- _WHAT YOU SHOULD DO_
Work out how many lines in the entries below contain the string "Left". Reply with that figure alone.

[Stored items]
┌──
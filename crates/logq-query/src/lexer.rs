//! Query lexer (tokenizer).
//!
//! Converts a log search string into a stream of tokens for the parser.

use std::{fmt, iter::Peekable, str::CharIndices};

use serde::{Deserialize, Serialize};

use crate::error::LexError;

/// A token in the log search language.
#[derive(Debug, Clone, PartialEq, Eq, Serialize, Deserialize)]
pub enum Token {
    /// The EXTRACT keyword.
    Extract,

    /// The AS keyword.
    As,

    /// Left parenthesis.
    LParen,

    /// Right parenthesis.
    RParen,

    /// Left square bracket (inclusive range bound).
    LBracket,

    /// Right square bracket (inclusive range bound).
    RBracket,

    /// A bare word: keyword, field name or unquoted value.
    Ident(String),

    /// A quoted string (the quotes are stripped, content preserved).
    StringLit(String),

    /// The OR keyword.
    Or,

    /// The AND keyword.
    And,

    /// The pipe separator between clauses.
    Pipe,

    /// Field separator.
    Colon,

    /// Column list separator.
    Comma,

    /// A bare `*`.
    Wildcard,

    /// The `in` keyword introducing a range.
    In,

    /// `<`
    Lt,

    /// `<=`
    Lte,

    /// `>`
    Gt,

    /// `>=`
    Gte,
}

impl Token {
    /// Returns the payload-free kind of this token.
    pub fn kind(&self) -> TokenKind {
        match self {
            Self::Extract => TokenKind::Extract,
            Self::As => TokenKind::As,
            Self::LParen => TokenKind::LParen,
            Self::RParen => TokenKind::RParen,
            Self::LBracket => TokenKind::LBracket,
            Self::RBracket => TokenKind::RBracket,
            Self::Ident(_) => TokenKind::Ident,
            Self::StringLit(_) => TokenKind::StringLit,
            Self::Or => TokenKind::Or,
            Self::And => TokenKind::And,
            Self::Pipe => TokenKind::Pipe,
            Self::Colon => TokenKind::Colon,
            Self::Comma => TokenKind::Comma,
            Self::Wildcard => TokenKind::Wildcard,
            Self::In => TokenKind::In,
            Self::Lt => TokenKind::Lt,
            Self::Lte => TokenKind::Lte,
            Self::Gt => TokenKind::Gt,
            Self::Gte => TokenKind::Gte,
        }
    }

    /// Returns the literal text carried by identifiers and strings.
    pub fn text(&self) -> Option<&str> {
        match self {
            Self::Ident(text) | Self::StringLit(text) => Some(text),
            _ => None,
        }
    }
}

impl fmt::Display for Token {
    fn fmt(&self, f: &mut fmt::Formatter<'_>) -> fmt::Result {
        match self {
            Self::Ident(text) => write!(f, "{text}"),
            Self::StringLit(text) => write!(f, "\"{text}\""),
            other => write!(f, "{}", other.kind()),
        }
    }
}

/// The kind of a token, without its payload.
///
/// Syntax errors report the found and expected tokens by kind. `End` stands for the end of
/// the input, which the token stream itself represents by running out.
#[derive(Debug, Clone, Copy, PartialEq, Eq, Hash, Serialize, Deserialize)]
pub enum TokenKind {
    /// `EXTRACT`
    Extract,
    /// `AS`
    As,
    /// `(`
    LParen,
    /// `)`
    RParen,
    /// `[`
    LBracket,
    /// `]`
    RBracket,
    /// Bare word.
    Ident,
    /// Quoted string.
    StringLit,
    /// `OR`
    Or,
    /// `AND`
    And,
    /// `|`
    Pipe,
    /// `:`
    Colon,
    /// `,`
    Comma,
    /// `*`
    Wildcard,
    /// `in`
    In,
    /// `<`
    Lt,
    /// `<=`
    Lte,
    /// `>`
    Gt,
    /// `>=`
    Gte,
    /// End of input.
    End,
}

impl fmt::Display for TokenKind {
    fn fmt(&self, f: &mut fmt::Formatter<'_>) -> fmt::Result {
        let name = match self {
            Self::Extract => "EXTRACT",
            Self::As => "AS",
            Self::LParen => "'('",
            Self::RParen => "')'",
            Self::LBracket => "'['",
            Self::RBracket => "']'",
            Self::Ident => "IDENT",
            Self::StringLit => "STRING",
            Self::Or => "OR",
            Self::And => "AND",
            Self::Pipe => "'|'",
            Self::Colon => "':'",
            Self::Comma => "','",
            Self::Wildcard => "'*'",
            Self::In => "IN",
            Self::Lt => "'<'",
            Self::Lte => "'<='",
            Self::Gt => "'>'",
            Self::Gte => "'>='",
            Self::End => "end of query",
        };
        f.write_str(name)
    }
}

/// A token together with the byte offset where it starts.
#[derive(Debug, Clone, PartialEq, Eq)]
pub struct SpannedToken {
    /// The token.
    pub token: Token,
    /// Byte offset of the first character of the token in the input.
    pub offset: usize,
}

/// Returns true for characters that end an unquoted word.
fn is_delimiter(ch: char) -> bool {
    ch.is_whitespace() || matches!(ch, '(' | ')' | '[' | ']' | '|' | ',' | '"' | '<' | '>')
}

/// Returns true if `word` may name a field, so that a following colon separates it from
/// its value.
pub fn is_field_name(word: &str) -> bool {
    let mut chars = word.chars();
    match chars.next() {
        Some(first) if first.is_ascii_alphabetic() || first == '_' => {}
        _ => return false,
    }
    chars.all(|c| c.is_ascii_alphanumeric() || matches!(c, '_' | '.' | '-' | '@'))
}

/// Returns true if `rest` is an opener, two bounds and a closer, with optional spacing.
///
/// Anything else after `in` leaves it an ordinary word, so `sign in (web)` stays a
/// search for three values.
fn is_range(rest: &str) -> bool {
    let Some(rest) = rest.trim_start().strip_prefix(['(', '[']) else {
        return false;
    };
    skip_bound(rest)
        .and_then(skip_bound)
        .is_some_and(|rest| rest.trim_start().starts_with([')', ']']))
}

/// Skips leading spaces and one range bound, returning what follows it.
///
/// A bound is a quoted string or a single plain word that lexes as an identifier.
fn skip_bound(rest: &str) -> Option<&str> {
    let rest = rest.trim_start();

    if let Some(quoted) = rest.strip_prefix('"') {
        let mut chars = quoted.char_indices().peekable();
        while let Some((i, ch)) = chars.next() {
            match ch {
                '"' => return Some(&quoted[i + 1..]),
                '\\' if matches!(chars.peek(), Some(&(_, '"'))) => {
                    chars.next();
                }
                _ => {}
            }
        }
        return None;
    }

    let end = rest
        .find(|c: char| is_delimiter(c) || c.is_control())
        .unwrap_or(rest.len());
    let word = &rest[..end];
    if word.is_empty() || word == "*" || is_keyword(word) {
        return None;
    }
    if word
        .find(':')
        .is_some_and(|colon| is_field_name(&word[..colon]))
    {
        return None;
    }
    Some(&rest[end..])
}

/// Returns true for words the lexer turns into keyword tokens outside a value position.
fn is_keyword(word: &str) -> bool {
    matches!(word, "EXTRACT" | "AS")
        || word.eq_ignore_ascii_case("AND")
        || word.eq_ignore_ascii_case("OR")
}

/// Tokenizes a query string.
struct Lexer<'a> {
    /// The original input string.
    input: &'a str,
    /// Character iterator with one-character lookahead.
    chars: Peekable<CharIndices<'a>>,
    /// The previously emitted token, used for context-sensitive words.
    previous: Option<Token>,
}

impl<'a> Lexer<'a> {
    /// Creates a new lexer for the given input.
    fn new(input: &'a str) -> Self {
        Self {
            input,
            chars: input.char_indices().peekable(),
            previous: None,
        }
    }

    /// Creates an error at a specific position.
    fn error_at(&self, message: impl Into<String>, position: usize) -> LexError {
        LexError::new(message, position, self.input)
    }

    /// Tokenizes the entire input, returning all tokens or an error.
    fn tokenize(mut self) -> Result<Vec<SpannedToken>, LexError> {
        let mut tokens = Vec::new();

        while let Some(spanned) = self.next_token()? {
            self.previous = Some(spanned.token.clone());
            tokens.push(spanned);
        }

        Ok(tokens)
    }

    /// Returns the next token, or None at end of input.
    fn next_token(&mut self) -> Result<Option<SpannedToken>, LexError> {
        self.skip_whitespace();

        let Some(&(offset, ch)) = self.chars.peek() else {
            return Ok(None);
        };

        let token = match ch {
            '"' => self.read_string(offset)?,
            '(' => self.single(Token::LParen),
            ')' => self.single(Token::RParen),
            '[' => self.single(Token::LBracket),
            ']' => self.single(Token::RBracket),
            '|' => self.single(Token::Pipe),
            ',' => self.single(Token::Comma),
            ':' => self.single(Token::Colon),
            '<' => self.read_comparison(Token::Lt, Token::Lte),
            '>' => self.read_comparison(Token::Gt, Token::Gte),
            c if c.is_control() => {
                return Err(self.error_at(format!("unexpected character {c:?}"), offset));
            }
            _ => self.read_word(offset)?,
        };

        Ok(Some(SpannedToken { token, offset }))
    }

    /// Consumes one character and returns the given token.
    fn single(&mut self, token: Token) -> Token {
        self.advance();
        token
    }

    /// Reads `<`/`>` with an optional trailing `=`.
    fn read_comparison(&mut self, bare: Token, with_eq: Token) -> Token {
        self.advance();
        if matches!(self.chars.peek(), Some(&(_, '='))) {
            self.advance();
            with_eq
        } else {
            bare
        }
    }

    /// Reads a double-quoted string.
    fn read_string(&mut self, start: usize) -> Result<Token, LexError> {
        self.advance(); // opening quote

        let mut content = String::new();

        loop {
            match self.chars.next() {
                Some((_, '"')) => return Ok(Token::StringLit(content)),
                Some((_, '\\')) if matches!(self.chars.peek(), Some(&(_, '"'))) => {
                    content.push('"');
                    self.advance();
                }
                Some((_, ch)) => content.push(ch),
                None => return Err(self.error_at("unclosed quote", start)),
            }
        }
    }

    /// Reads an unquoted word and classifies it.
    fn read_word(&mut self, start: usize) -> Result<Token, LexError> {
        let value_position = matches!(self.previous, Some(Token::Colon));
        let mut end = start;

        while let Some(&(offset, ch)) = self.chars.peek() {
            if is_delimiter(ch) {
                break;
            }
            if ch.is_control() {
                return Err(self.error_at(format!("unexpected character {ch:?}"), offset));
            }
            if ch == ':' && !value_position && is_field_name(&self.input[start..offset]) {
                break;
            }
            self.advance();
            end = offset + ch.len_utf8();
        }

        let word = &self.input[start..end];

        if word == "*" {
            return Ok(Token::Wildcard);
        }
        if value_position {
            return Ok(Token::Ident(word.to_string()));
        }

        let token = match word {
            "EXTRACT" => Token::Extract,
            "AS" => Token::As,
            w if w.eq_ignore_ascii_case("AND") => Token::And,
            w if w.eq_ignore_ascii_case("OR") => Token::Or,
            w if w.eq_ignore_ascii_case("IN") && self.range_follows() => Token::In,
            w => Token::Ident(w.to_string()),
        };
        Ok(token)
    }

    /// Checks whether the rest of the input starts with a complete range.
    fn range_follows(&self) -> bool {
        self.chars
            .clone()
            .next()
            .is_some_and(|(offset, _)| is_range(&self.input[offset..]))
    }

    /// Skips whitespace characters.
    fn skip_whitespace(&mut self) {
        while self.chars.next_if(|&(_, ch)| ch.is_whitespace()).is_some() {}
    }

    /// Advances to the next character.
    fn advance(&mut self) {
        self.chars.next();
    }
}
└──
- _RESULT OF THIS TASK_
2